WORK ITEM:
What is needed is a copy of each line in the listing that contains "document".

GIVEN DATA:
▼▼▼
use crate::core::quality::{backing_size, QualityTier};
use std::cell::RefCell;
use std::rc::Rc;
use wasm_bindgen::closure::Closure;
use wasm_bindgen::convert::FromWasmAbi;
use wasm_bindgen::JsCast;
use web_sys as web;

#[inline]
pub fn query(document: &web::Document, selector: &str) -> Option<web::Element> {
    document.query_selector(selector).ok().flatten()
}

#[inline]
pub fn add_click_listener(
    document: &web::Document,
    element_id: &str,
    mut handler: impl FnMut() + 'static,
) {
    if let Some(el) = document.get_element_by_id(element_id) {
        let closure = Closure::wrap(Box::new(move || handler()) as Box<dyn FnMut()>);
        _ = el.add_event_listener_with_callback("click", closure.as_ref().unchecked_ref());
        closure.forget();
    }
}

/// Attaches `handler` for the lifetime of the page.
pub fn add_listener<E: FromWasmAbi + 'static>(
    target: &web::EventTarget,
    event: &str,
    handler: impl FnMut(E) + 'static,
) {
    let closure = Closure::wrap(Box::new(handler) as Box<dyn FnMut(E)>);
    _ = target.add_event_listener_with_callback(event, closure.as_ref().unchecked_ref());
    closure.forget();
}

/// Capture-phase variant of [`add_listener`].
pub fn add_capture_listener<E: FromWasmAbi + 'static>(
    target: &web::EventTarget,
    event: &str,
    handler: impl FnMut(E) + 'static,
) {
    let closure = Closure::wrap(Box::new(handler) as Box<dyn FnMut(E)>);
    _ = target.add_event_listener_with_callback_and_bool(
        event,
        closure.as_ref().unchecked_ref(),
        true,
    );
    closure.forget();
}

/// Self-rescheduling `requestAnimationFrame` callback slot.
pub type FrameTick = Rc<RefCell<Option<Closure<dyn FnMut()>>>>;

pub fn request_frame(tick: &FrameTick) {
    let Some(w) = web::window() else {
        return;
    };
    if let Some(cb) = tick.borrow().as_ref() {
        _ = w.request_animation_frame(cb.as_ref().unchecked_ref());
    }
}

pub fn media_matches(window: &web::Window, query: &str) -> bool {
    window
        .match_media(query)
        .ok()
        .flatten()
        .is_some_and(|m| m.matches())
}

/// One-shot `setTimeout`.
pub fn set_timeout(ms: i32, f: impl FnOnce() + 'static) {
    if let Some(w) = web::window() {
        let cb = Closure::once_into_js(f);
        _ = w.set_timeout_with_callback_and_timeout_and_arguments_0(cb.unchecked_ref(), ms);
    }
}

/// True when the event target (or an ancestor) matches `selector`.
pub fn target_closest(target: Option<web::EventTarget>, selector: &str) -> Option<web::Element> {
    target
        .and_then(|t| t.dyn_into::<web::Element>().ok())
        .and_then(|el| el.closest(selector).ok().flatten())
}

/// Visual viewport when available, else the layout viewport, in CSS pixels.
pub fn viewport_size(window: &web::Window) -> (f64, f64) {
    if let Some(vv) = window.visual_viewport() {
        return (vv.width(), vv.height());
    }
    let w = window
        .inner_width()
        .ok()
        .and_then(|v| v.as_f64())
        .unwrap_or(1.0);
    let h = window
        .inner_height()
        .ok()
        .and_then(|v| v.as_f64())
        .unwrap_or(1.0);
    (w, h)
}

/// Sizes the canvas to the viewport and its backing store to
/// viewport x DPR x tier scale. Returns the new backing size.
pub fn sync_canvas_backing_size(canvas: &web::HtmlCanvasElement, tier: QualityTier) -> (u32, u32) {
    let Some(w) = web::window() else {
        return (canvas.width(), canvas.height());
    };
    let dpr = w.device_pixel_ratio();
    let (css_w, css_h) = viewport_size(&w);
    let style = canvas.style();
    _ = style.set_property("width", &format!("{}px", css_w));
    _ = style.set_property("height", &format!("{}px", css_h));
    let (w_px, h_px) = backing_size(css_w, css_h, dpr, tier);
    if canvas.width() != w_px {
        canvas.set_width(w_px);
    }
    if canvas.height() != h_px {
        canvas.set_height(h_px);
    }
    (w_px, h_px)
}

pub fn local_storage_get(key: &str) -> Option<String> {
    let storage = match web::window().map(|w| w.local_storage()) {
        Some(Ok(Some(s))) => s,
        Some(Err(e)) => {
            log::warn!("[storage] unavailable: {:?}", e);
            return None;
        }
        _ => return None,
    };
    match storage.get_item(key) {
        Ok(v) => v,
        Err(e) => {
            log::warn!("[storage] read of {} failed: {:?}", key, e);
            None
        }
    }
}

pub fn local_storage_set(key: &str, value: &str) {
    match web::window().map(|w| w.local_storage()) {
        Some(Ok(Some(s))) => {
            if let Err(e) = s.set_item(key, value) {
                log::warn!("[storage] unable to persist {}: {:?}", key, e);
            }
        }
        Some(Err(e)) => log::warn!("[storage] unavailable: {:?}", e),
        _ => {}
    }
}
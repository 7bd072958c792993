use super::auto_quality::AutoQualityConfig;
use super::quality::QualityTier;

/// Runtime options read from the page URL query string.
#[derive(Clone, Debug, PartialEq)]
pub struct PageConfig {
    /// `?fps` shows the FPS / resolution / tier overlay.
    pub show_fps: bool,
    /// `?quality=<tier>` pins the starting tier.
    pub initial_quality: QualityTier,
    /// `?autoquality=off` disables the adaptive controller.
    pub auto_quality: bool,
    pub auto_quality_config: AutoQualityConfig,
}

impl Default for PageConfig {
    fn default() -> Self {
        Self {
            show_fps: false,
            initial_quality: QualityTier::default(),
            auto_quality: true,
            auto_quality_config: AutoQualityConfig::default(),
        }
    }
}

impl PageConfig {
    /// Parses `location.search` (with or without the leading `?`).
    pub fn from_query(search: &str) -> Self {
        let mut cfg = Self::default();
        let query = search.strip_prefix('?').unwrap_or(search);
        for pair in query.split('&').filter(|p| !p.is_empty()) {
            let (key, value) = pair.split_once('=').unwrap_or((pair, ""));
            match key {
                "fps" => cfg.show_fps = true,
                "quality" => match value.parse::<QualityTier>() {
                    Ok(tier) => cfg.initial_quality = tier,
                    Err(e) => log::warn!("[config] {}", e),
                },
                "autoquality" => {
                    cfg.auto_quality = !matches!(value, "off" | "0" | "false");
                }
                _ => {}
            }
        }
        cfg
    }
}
▲▲▲
SOLUTION TO THIS PROBLEM:
pub fn query(document: &web::Document, selector: &str) -> Option<web::Element> {
    document.query_selector(selector).ok().flatten()
    document: &web::Document,
    if let Some(el) = document.get_element_by_id(element_id) {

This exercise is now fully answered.